» THE PROBLEM: Where does the word "derive" occur in the material? Copy each line that has it.

[[ GIVEN RECORDS, beginning ]]

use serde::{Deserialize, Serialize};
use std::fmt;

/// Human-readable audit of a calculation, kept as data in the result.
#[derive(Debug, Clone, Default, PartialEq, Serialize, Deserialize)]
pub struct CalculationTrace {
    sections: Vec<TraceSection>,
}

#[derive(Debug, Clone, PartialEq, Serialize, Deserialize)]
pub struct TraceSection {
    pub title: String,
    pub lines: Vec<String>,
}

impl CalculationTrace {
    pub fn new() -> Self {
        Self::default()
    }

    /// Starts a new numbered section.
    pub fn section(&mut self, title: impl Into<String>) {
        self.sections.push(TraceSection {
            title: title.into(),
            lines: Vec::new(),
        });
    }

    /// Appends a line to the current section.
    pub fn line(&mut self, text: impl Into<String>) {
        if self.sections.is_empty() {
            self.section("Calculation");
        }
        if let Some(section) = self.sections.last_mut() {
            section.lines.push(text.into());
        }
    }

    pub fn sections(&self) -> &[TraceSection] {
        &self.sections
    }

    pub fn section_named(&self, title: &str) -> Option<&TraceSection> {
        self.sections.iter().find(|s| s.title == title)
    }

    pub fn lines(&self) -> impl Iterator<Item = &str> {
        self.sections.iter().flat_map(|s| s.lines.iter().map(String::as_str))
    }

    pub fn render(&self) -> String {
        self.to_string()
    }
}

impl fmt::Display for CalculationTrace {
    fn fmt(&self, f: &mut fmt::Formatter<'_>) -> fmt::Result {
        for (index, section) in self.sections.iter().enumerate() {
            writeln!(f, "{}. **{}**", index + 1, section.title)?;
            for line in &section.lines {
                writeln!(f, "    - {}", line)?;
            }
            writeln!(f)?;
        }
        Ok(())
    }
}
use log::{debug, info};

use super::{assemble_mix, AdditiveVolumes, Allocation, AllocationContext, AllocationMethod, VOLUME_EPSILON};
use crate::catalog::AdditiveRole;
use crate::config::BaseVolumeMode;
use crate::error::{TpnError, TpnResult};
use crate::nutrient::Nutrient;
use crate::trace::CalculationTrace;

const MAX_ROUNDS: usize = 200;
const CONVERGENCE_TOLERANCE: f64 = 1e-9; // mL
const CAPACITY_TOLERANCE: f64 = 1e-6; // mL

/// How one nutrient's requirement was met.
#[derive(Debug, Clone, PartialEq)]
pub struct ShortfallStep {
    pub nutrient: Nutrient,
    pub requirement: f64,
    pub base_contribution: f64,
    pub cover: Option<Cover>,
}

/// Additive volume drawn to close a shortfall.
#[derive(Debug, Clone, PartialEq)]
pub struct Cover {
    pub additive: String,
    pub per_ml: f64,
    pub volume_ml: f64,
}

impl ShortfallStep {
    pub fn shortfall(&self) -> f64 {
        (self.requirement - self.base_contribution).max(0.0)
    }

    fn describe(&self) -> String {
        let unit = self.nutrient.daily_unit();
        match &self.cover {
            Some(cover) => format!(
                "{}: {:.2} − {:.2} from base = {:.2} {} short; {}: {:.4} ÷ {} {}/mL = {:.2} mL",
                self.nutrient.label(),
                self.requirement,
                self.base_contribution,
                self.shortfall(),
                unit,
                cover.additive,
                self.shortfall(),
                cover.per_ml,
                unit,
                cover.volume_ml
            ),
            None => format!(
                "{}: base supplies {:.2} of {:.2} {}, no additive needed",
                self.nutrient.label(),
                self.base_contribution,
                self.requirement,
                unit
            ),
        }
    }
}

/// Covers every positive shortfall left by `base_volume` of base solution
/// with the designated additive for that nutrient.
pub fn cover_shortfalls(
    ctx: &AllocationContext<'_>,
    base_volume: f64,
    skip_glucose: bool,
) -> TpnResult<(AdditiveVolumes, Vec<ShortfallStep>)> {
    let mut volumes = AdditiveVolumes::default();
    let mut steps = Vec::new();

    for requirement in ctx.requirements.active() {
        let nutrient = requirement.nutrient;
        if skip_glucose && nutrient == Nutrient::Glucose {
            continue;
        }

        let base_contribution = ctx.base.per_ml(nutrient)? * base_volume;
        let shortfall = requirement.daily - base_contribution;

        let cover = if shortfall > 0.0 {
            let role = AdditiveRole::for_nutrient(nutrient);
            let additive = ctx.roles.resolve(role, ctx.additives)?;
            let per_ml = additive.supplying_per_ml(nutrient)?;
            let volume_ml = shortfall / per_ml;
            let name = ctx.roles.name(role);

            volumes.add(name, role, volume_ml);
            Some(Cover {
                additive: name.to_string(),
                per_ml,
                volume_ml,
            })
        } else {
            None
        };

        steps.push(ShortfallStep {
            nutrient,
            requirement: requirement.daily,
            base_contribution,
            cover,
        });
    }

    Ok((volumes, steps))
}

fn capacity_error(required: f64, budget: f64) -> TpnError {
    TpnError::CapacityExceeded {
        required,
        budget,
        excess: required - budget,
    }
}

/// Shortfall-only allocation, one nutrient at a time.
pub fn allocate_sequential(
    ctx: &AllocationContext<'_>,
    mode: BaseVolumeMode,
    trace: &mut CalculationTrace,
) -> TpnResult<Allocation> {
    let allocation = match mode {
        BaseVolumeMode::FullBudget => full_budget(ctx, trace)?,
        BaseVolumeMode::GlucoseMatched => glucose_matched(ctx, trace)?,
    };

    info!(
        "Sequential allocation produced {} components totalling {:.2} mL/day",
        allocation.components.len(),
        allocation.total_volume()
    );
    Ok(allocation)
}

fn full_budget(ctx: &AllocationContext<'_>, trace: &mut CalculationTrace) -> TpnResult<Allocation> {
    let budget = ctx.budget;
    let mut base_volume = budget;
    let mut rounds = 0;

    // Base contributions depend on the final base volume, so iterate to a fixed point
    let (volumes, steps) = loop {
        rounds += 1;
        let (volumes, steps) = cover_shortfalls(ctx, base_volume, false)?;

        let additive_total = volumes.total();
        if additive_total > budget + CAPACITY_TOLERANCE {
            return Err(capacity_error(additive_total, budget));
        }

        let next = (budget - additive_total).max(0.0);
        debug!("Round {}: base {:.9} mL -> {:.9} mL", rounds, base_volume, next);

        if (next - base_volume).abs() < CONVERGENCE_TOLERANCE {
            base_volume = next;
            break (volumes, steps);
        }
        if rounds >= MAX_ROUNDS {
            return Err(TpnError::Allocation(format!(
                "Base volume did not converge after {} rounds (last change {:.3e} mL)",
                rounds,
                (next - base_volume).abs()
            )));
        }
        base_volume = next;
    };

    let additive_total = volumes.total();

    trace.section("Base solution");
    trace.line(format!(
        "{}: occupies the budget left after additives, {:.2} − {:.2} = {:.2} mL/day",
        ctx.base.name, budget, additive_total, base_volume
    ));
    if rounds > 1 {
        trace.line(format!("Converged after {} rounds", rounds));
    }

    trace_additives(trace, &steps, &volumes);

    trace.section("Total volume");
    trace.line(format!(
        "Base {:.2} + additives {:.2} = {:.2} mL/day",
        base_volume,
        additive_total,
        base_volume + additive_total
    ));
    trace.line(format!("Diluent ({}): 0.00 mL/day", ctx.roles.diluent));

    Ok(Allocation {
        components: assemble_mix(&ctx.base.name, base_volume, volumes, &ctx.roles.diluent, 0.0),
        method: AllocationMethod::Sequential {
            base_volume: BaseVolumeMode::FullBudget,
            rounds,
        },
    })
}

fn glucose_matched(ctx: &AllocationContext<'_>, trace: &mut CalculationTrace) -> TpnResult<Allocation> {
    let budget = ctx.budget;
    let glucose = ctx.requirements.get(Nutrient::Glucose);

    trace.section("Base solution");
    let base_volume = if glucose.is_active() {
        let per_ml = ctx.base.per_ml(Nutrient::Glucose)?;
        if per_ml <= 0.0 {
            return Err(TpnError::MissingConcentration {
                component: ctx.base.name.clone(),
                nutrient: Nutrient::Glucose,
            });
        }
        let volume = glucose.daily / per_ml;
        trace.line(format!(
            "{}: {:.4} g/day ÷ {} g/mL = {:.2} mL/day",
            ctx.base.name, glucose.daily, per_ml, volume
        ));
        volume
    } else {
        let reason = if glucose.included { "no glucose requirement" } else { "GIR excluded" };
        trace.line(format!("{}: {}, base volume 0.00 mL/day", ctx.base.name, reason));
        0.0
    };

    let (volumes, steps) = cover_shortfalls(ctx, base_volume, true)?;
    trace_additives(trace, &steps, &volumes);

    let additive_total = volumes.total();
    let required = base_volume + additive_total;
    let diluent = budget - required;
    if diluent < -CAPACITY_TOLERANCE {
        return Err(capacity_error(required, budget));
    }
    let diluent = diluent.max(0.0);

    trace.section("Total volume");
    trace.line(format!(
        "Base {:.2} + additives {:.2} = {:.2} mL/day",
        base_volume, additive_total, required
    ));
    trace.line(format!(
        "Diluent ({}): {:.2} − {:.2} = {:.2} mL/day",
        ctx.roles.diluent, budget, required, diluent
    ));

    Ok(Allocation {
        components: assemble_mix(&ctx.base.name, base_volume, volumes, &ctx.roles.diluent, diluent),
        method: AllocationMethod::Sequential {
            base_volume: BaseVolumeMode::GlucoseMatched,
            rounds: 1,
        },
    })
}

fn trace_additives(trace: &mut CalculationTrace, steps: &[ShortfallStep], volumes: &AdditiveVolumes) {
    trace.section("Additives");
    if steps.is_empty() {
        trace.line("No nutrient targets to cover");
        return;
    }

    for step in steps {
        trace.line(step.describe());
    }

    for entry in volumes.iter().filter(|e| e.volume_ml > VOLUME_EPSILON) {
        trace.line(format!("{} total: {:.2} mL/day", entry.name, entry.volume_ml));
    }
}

[[ GIVEN RECORDS, end ]]

» COMPLETED EXERCISE:
#[derive(Debug, Clone, Default, PartialEq, Serialize, Deserialize)]
#[derive(Debug, Clone, PartialEq, Serialize, Deserialize)]
#[derive(Debug, Clone, PartialEq)]
#[derive(Debug, Clone, PartialEq)]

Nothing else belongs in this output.